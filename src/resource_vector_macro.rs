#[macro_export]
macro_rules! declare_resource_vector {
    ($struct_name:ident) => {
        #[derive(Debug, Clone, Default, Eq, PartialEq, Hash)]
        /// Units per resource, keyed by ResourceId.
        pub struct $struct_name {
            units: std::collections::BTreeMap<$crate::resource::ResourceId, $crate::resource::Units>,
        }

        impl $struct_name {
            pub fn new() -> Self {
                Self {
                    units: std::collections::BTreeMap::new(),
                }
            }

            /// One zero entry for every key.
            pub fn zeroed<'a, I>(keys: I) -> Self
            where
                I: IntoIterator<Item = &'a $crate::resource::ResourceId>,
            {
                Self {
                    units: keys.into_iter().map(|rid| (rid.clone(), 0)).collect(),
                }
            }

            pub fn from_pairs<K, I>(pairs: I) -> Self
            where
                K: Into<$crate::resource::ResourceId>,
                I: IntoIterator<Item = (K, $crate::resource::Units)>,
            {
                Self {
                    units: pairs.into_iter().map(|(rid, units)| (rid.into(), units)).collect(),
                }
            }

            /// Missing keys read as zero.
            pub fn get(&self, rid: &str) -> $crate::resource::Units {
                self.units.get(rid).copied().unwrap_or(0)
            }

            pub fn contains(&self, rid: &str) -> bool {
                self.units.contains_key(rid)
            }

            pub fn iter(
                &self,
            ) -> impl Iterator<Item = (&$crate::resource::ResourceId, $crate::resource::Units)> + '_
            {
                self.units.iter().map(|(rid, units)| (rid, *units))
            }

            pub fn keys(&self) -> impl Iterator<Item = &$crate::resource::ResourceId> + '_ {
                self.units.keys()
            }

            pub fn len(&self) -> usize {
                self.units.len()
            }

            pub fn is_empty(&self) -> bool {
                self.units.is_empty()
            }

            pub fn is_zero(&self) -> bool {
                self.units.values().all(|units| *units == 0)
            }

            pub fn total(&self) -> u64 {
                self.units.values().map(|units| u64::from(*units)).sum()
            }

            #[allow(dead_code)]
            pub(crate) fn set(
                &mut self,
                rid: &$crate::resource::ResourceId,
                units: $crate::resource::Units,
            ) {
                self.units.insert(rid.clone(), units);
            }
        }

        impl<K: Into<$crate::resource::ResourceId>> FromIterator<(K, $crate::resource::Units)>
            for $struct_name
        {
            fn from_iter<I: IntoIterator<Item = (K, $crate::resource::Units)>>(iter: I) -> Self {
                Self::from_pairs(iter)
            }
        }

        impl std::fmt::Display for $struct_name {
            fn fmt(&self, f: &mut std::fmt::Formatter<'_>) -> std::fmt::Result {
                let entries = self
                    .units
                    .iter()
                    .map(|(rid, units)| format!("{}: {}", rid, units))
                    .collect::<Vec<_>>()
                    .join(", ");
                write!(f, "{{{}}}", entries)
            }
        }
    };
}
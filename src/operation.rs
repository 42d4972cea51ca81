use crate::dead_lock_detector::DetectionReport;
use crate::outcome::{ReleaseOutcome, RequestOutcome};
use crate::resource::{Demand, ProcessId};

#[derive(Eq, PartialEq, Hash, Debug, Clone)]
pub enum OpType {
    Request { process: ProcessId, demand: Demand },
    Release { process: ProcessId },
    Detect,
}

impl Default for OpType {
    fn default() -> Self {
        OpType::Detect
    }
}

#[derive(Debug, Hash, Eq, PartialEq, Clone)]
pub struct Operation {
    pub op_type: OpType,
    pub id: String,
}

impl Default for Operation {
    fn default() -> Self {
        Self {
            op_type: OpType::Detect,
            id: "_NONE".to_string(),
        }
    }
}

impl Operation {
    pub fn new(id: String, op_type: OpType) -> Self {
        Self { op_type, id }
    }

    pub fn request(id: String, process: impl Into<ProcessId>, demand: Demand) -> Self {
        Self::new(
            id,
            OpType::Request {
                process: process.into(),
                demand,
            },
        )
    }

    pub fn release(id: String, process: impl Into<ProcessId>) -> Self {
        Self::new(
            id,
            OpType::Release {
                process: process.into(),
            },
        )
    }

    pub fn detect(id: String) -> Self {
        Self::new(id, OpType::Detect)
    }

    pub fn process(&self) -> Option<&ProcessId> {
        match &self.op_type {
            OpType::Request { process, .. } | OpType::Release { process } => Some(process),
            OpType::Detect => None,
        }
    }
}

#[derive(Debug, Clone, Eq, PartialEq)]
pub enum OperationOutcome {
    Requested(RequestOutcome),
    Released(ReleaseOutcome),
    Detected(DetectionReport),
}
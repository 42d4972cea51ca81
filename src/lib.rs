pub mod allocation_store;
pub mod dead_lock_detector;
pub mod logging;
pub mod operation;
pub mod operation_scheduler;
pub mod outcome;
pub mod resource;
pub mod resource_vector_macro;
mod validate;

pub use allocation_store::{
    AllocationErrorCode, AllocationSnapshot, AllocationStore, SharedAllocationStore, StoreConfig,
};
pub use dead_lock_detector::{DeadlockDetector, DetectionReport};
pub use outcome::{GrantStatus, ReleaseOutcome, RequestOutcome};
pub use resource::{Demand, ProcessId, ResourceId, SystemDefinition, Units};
* * *
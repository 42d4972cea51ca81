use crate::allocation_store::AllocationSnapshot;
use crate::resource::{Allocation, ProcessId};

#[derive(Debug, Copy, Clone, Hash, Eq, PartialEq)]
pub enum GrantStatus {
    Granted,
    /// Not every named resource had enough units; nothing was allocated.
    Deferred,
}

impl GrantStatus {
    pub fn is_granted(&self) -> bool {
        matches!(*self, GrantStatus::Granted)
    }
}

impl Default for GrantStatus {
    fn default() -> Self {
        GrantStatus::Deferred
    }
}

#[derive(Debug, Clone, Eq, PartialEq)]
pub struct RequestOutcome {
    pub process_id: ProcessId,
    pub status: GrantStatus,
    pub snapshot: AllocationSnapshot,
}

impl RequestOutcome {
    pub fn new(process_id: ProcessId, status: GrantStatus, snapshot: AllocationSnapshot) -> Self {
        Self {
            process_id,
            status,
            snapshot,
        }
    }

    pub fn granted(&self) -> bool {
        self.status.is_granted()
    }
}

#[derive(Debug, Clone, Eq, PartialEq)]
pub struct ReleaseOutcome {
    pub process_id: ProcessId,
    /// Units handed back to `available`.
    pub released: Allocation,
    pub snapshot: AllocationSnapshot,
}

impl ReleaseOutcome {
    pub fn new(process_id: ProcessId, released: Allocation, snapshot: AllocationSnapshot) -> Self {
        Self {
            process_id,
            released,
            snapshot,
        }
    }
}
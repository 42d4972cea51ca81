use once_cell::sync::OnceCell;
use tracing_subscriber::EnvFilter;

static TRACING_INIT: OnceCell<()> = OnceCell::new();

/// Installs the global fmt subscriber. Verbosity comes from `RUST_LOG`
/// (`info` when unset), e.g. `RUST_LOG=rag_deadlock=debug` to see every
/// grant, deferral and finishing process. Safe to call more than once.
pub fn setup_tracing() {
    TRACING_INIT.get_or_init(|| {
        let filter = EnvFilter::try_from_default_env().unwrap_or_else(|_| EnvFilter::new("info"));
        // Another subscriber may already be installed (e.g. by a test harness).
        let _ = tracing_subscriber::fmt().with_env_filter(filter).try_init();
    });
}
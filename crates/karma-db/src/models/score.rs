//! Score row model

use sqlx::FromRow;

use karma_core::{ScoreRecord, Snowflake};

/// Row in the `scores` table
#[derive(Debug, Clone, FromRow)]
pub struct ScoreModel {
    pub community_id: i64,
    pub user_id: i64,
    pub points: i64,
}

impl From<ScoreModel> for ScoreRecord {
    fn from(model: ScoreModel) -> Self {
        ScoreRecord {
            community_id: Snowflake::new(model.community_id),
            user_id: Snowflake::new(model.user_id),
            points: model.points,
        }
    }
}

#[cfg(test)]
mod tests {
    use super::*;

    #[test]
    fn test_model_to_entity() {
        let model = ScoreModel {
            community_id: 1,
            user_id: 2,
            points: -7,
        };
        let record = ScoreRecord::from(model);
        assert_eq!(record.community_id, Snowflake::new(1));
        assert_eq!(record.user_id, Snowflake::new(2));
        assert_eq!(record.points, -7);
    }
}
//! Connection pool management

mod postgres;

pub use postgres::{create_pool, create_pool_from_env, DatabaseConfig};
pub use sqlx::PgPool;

### PROBLEM TO WORK ON
The expected answer is an exact copy of the lines above, beginning at the line with "filename src/resource_vector_macro.rs" and ending at the line with "pub fn new()", with both ends in.

### REPLY TO THE EXERCISE
filename src/resource_vector_macro.rs
#[macro_export]
macro_rules! declare_resource_vector {
    ($struct_name:ident) => {
        #[derive(Debug, Clone, Default, Eq, PartialEq, Hash)]
        /// Units per resource, keyed by ResourceId.
        pub struct $struct_name {
            units: std::collections::BTreeMap<$crate::resource::ResourceId, $crate::resource::Units>,
        }

        impl $struct_name {
            pub fn new() -> Self {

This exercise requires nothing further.